Bagikan:

JAKARTA  — Perusahaan teknologi raksasa IBM mengumumkan pada Rabu 12 November bahwa mereka telah mengembangkan chip komputasi kuantum eksperimental baru bernama “Loon”, yang menandai pencapaian penting dalam upaya mewujudkan komputer kuantum yang benar-benar berguna sebelum akhir dekade ini.

Komputer kuantum diyakini mampu memecahkan masalah yang akan membutuhkan waktu ribuan tahun bagi komputer klasik untuk menyelesaikannya. Namun, sifat dasar mekanika kuantum yang tidak pasti membuat chip jenis ini sangat rentan terhadap kesalahan.

Memperbaiki kesalahan tersebut menjadi fokus utama banyak raksasa teknologi, termasuk Google dan Amazon, yang juga berlomba-lomba mengembangkan komputer kuantum.

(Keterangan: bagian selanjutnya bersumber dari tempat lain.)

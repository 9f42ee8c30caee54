//! Face recovery.
//!
//! Once a triangle's three edges exist as chains of mesh edges, the
//! triangle itself is present iff no mesh edge passes through its
//! interior: a transversal edge (endpoints strictly on opposite sides
//! of the plane, crossing point interior to the triangle) is the only
//! way the tiling can be blocked, because mesh simplices never cross
//! each other transversely. Each offending edge is first attacked with
//! an edge-removal flip; when none is valid, a Steiner vertex is
//! inserted at the exact edge/triangle intersection and the cavity
//! re-Delaunayed. Mesh surgery can disturb already-recovered segment
//! chains, so every round of fixes is followed by a chain
//! re-stabilization sweep before coverage is finally verified.
//!
//! Recovery can fail on pathological input (e.g. a self-intersecting
//! surface handed in as a polyhedron); that is reported as a clean
//! `false`, never a crash, and the rest of the pipeline still runs.

#![forbid(unsafe_code)]

use super::collections::{FastHashMap, FastHashSet};
use super::delaunay::{Inserter, TetrahedrizeStats, TriangulationError};
use super::flips::remove_edge;
use super::overlay::StructuredPlc;
use super::segment_recovery::recover_segments;
use super::tet_mesh::{TetMesh, EDGE_VERTS};
use crate::geometry::exact::{orient2d_exact, segment_plane_intersection};
use crate::geometry::point::VertexRep;
use crate::geometry::predicates::orient3d_sign;

/// Rounds of fix-then-restabilize before giving up.
const ROUND_BUDGET: usize = 16;
/// Crossing fixes per triangle per round.
const FIX_BUDGET: usize = 256;

/// Force every constraint triangle to appear as a union of mesh faces
/// and record the children. Returns whether recovery fully succeeded.
///
/// # Errors
///
/// Propagates insertion failures; a mere failure to converge is the
/// `Ok(false)` outcome, not an error.
pub fn recover_faces(
    mesh: &mut TetMesh,
    overlay: &mut StructuredPlc,
    inserter: &mut Inserter,
    stats: &mut TetrahedrizeStats,
) -> Result<bool, TriangulationError> {
    for round in 0..ROUND_BUDGET {
        let mut mutated = false;
        for ti in 0..overlay.triangles.len() {
            mutated |= resolve_crossings(mesh, overlay, ti, inserter, stats)?;
        }
        if mutated {
            // Steiner insertions and flips may have rebuilt regions an
            // earlier chain ran through.
            recover_segments(mesh, overlay, inserter, stats)?;
            continue;
        }
        log::debug!("face recovery: no crossings after {round} rounds");
        let mut all_covered = true;
        for ti in 0..overlay.triangles.len() {
            let children = collect_children(mesh, overlay, ti);
            let covered = verify_coverage(overlay, ti, &children);
            if !covered {
                log::debug!("face recovery: triangle {ti} is not tiled by mesh faces");
                all_covered = false;
            }
            overlay.triangles[ti].children = children;
        }
        return Ok(all_covered);
    }
    log::debug!("face recovery gave up after {ROUND_BUDGET} rounds");
    Ok(false)
}

/// Remove every mesh edge properly crossing triangle `ti`'s interior.
/// Returns whether the mesh was modified.
fn resolve_crossings(
    mesh: &mut TetMesh,
    overlay: &StructuredPlc,
    ti: usize,
    inserter: &mut Inserter,
    stats: &mut TetrahedrizeStats,
) -> Result<bool, TriangulationError> {
    let tri = overlay.triangles[ti].verts;
    let mut mutated = false;
    for _ in 0..FIX_BUDGET {
        let Some((a, b)) = find_crossing_edge(mesh, tri) else {
            return Ok(mutated);
        };
        mutated = true;
        if remove_edge(mesh, a, b, None).is_ok() {
            continue;
        }
        let s0 = mesh.rep(a).homogeneous();
        let s1 = mesh.rep(b).homogeneous();
        let t0 = mesh.rep(tri[0]).homogeneous();
        let t1 = mesh.rep(tri[1]).homogeneous();
        let t2 = mesh.rep(tri[2]).homogeneous();
        let point = segment_plane_intersection(&s0, &s1, [&t0, &t1, &t2]).ok_or_else(|| {
            TriangulationError::RecoveryStall {
                message: format!("edge ({a}, {b}) does not cross triangle {ti}'s plane"),
            }
        })?;
        let s = mesh.push_vertex(VertexRep::Intersection(point));
        log::trace!("steiner vertex {s} splits edge ({a}, {b}) on triangle {ti}");
        inserter.insert(mesh, s, None, stats)?;
    }
    Err(TriangulationError::RecoveryStall {
        message: format!("triangle {ti} exceeded its crossing-fix budget"),
    })
}

/// First mesh edge properly crossing the triangle's interior, in
/// deterministic scan order.
fn find_crossing_edge(mesh: &TetMesh, tri: [u32; 3]) -> Option<(u32, u32)> {
    let [p, q, r] = tri;
    let mut tested: FastHashSet<(u32, u32)> = FastHashSet::default();
    for t in mesh.tets() {
        if mesh.is_ghost(t) {
            continue;
        }
        let n = mesh.nodes(t);
        for ev in EDGE_VERTS {
            let (a, b) = (n[ev[0]], n[ev[1]]);
            let key = if a < b { (a, b) } else { (b, a) };
            if !tested.insert(key) {
                continue;
            }
            if a == p || a == q || a == r || b == p || b == q || b == r {
                continue;
            }
            let sa = orient3d_sign([mesh.rep(p), mesh.rep(q), mesh.rep(r), mesh.rep(a)]);
            if sa == 0 {
                continue;
            }
            let sb = orient3d_sign([mesh.rep(p), mesh.rep(q), mesh.rep(r), mesh.rep(b)]);
            if sb == 0 || sa == sb {
                continue;
            }
            // Strictly opposite sides; the crossing point is interior
            // to the triangle iff the three side volumes agree in sign.
            let s1 = orient3d_sign([mesh.rep(p), mesh.rep(q), mesh.rep(a), mesh.rep(b)]);
            let s2 = orient3d_sign([mesh.rep(q), mesh.rep(r), mesh.rep(a), mesh.rep(b)]);
            let s3 = orient3d_sign([mesh.rep(r), mesh.rep(p), mesh.rep(a), mesh.rep(b)]);
            if (s1 > 0 && s2 > 0 && s3 > 0) || (s1 < 0 && s2 < 0 && s3 < 0) {
                return Some(key);
            }
        }
    }
    None
}

/// All mesh faces lying on triangle `ti` (each face once).
fn collect_children(mesh: &TetMesh, overlay: &StructuredPlc, ti: usize) -> Vec<[u32; 3]> {
    let tri = overlay.triangles[ti].verts;
    // A geometrically degenerate constraint triangle has no tiling.
    let Some(basis) = ProjectedTriangle::new(mesh, tri) else {
        return Vec::new();
    };
    let mut children = Vec::new();
    for t in mesh.tets() {
        if mesh.is_ghost(t) {
            continue;
        }
        for f in 0..4 {
            let (u, _) = mesh.neighbor(t, f);
            // Count interior faces once, hull faces from the real side.
            if !mesh.is_ghost(u) && u < t {
                continue;
            }
            let face = mesh.face_vertices(t, f);
            if face
                .iter()
                .all(|&w| basis.contains(mesh, w))
            {
                children.push(face);
            }
        }
    }
    children
}

/// A constraint triangle with its projection fixed for exact 2D
/// containment tests.
struct ProjectedTriangle {
    verts: [u32; 3],
    axes: (usize, usize),
    orientation: i32,
}

impl ProjectedTriangle {
    fn new(mesh: &TetMesh, verts: [u32; 3]) -> Option<Self> {
        let h = [
            mesh.rep(verts[0]).homogeneous(),
            mesh.rep(verts[1]).homogeneous(),
            mesh.rep(verts[2]).homogeneous(),
        ];
        for axes in [(0usize, 1usize), (0, 2), (1, 2)] {
            let o = orient2d_exact([&h[0], &h[1], &h[2]], axes);
            if o != 0 {
                return Some(Self {
                    verts,
                    axes,
                    orientation: o,
                });
            }
        }
        None
    }

    /// Is vertex `w` on the closed triangle (plane membership plus 2D
    /// containment)?
    fn contains(&self, mesh: &TetMesh, w: u32) -> bool {
        let [p, q, r] = self.verts;
        if w == p || w == q || w == r {
            return true;
        }
        if orient3d_sign([mesh.rep(p), mesh.rep(q), mesh.rep(r), mesh.rep(w)]) != 0 {
            return false;
        }
        let hw = mesh.rep(w).homogeneous();
        let hp = mesh.rep(p).homogeneous();
        let hq = mesh.rep(q).homogeneous();
        let hr = mesh.rep(r).homogeneous();
        for (e0, e1) in [(&hp, &hq), (&hq, &hr), (&hr, &hp)] {
            if orient2d_exact([e0, e1, &hw], self.axes) * self.orientation < 0 {
                return false;
            }
        }
        true
    }
}

/// Combinatorial tiling check: every child-set edge is either a chain
/// edge of the triangle's boundary (bounding exactly one child) or
/// interior (shared by exactly two children).
fn verify_coverage(overlay: &StructuredPlc, ti: usize, children: &[[u32; 3]]) -> bool {
    if children.is_empty() {
        return false;
    }
    let mut chain_edges: FastHashSet<(u32, u32)> = FastHashSet::default();
    for &e in &overlay.triangles[ti].edges {
        let edge = &overlay.edges[e as usize];
        if edge.chain.len() < 2 {
            return false;
        }
        for (a, b) in edge.child_edges() {
            chain_edges.insert(if a < b { (a, b) } else { (b, a) });
        }
    }
    let mut counts: FastHashMap<(u32, u32), u32> = FastHashMap::default();
    for face in children {
        for (a, b) in [
            (face[0], face[1]),
            (face[1], face[2]),
            (face[2], face[0]),
        ] {
            let key = if a < b { (a, b) } else { (b, a) };
            *counts.entry(key).or_insert(0) += 1;
        }
    }
    for (&edge, &count) in &counts {
        let expected = if chain_edges.contains(&edge) { 1 } else { 2 };
        if count != expected {
            return false;
        }
    }
    // Every boundary chain edge must bound a child.
    chain_edges.iter().all(|e| counts.contains_key(e))
}

#[cfg(test)]
mod tests {
    use super::*;
    use crate::core::delaunay::tetrahedrize;
    use crate::core::plc::InputPlc;

    fn run_pipeline(plc: &InputPlc) -> (TetMesh, StructuredPlc, bool) {
        let mut mesh = TetMesh::new(
            (0..plc.num_vertices())
                .map(|i| VertexRep::Input(plc.vertex(i)))
                .collect(),
        );
        tetrahedrize(&mut mesh).unwrap();
        let mut overlay = StructuredPlc::build(plc);
        let mut inserter = Inserter::new();
        let mut stats = TetrahedrizeStats::default();
        recover_segments(&mut mesh, &mut overlay, &mut inserter, &mut stats).unwrap();
        let ok = recover_faces(&mut mesh, &mut overlay, &mut inserter, &mut stats).unwrap();
        (mesh, overlay, ok)
    }

    #[test]
    fn tetrahedron_faces_are_their_own_children() {
        let v = [
            0.0, 0.0, 0.0, //
            1.0, 0.0, 0.0, //
            0.0, 1.0, 0.0, //
            0.0, 0.0, 1.0,
        ];
        let t = [0u32, 2, 1, 0, 1, 3, 1, 2, 3, 2, 0, 3];
        let plc = InputPlc::from_packed(&v, &t).unwrap();
        let (_, overlay, ok) = run_pipeline(&plc);
        assert!(ok);
        for tri in &overlay.triangles {
            assert_eq!(tri.children.len(), 1);
            let mut expect = tri.verts;
            expect.sort_unstable();
            let mut got = tri.children[0];
            got.sort_unstable();
            assert_eq!(got, expect);
        }
    }

    #[test]
    fn cube_faces_are_recovered_without_steiner_points() {
        let v = [
            0.0, 0.0, 0.0, //
            1.0, 0.0, 0.0, //
            1.0, 1.0, 0.0, //
            0.0, 1.0, 0.0, //
            0.0, 0.0, 1.0, //
            1.0, 0.0, 1.0, //
            1.0, 1.0, 1.0, //
            0.0, 1.0, 1.0,
        ];
        // Standard 12-triangle cube surface, outward-facing.
        let t = [
            0u32, 2, 1, 0, 3, 2, // bottom
            4, 5, 6, 4, 6, 7, // top
            0, 1, 5, 0, 5, 4, // front
            1, 2, 6, 1, 6, 5, // right
            2, 3, 7, 2, 7, 6, // back
            3, 0, 4, 3, 4, 7, // left
        ];
        let plc = InputPlc::from_packed(&v, &t).unwrap();
        let (mesh, overlay, ok) = run_pipeline(&plc);
        assert!(ok, "cube faces not recovered");
        assert_eq!(mesh.num_vertices(), 8, "no Steiner vertices expected");
        for tri in &overlay.triangles {
            assert!(!tri.children.is_empty());
        }
        mesh.validate().unwrap();
    }
}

Pada tahun 2021, IBM memperkenalkan pendekatan baru untuk koreksi kesalahan kuantum, dengan mengadaptasi algoritma yang awalnya digunakan untuk meningkatkan sinyal ponsel, lalu menerapkannya pada sistem yang memadukan chip kuantum dan chip komputasi klasik.

Namun, pendekatan ini memiliki tantangan tersendiri. Menurut Mark Horvath, wakil presiden dan analis di firma riset Gartner, rancangan chip IBM menjadi lebih sulit karena harus memuat tidak hanya elemen dasar chip kuantum yang disebut qubit, tetapi juga koneksi kuantum baru antar qubit.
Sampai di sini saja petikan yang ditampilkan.